You can buy these locally (e.g. Staples) or online (often roughly half price if bought used). Even better, get them from siblings or graduating friends.
If purchase is a hardship, you can probably get a loaner from the math department.
There are software tools that can do much more than graphing calculators. For graphing there's GeoGebra. WolframAlpha can probably do any problem you throw at it, numerically, algebraically and graphically. I also have made a list of open source software tools. | 677.169 | 1 |
In a few classes, all it takes to pass an test is notice getting, memorization, and remember. On the other hand, exceeding in a very math course normally takes another variety of effort and hard work. You can not just exhibit up for the lecture and check out your teacher "talk" about calculus and . You learn it by accomplishing: being attentive at school, actively researching, and solving math difficulties – even if your instructor hasn't assigned you any. Should you find yourself struggling to carry out perfectly in the math class, then visit very best site for fixing math problems to find out the way you can become an even better math college student.
Low cost math gurus on the net
Math classes abide by a purely natural progression – every one builds upon the knowledge you've acquired and mastered with the previous study course.

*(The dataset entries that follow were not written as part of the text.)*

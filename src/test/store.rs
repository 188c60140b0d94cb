#[cfg(test)]
mod tests {
    use std::fs;

    use chrono::NaiveDate;
    use tempfile::TempDir;

    use crate::ledger::{LedgerError, PositionStore};
    use crate::models::Position;

    fn date(s: &str) -> NaiveDate {
        NaiveDate::parse_from_str(s, "%Y-%m-%d").unwrap()
    }

    #[test]
    fn round_trip_preserves_the_position_set() {
        let dir = TempDir::new().unwrap();
        let store = PositionStore::new(dir.path().join("positions.csv"));

        let mut positions = vec![
            Position::new(String::from("XYZ"), 3, date("2024-02-05")),
            Position::new(String::from("ABC"), 15, date("2024-01-01")),
        ];

        store.save(&positions).unwrap();
        let mut loaded = store.load().unwrap();

        positions.sort_by(|a, b| a.ticker().cmp(b.ticker()));
        loaded.sort_by(|a, b| a.ticker().cmp(b.ticker()));
        assert_eq!(loaded, positions);
    }

    #[test]
    fn load_of_a_missing_file_is_store_not_found() {
        let dir = TempDir::new().unwrap();
        let store = PositionStore::new(dir.path().join("positions.csv"));

        let err = store.load().unwrap_err();
        assert!(matches!(err, LedgerError::StoreNotFound { .. }));
    }

    #[test]
    fn header_row_is_skipped_on_load() {
        let dir = TempDir::new().unwrap();
        let path = dir.path().join("positions.csv");
        fs::write(&path, "ticker,quantity,acquisition_date\nABC,10,2024-01-01\n").unwrap();

        let store = PositionStore::new(path);
        let positions = store.load().unwrap();

        assert_eq!(positions.len(), 1);
        assert_eq!(positions[0].ticker(), "ABC");
        assert_eq!(*positions[0].quantity(), 10);
    }

    #[test]
    fn headerless_file_loads_identically() {
        let dir = TempDir::new().unwrap();
        let path = dir.path().join("positions.csv");
        fs::write(&path, "ABC,10,2024-01-01\nXYZ,2,2024-02-05\n").unwrap();

        let store = PositionStore::new(path);
        let positions = store.load().unwrap();

        assert_eq!(positions.len(), 2);
        assert_eq!(positions[0].ticker(), "ABC");
        assert_eq!(positions[1].ticker(), "XYZ");
    }

    #[test]
    fn rows_keep_file_order() {
        let dir = TempDir::new().unwrap();
        let store = PositionStore::new(dir.path().join("positions.csv"));

        let positions = vec![
            Position::new(String::from("ZZZ"), 1, date("2024-03-01")),
            Position::new(String::from("AAA"), 2, date("2024-03-02")),
        ];
        store.save(&positions).unwrap();

        let loaded = store.load().unwrap();
        assert_eq!(loaded, positions);
    }

    #[test]
    fn malformed_quantity_is_an_invalid_row() {
        let dir = TempDir::new().unwrap();
        let path = dir.path().join("positions.csv");
        fs::write(&path, "ABC,ten,2024-01-01\n").unwrap();

        let store = PositionStore::new(path);
        let err = store.load().unwrap_err();
        assert!(matches!(err, LedgerError::InvalidRow { row: 1, .. }));
    }

    #[test]
    fn malformed_date_is_an_invalid_row() {
        let dir = TempDir::new().unwrap();
        let path = dir.path().join("positions.csv");
        fs::write(&path, "ABC,10,01/01/2024\n").unwrap();

        let store = PositionStore::new(path);
        let err = store.load().unwrap_err();
        assert!(matches!(err, LedgerError::InvalidRow { row: 1, .. }));
    }

    #[test]
    fn zero_quantity_rows_survive_a_round_trip() {
        let dir = TempDir::new().unwrap();
        let store = PositionStore::new(dir.path().join("positions.csv"));

        let positions = vec![Position::new(String::from("ABC"), 0, date("2024-01-01"))];
        store.save(&positions).unwrap();

        let loaded = store.load().unwrap();
        assert_eq!(loaded.len(), 1);
        assert!(loaded[0].is_closed());
    }
}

In case you are locating it hard to follow new ideas at school, pull out your old math notes and review former product to refresh yourself. Ensure that you meet the prerequisites before signing up for a course.
Evaluate Notes The Night time In advance of Course
Despise when a trainer phone calls on you and you've neglected ways to clear up a particular dilemma? Stay away from this moment by examining your math notes. This tends to help you identify which ideas or thoughts you'd wish to go in excess of at school the next day.
The thought of doing homework just about every night may seem annoying, however, if you need to achieve , it can be essential that you consistently follow and grasp the problem-solving approaches. Use your textbook or on the web guides to operate via prime math issues with a weekly foundation – even when you might have no homework assigned.
Utilize the Health supplements That come with Your Textbook
Textbook publishers have enriched modern publications with excess substance (which include CD-ROMs or on the internet modules) which can be utilized to assistance college students gain extra follow in . Many of these materials could also contain a solution or clarification information, that may assist you to with doing work through math troubles all on your own.
Browse Ahead To remain Ahead
If you prefer to minimize your in-class workload or the time you spend on homework, use your spare time soon after faculty or about the weekends to read ahead to your chapters and concepts that can be covered the following time you are in class.
Evaluate Aged Assessments and Classroom Illustrations
The get the job done you are doing at school, for research, and on quizzes can supply clues to what your midterm or closing test will look like. Make use of your outdated assessments and classwork to make a own review information on your forthcoming examination. Glance on the way your instructor frames thoughts – this is likely how they may surface on the test.
Learn how to Operate With the Clock
It is a popular study tip for persons using timed tests; in particular standardized exams. If you only have forty minutes for your 100-point check, you'll be able to optimally spend 4 minutes on every 10-point issue. Get information and facts about how extensive the examination is going to be and which varieties of queries will likely be on it. Then approach to assault the simpler questions initially, leaving you ample time for you to commit around the a lot more hard types.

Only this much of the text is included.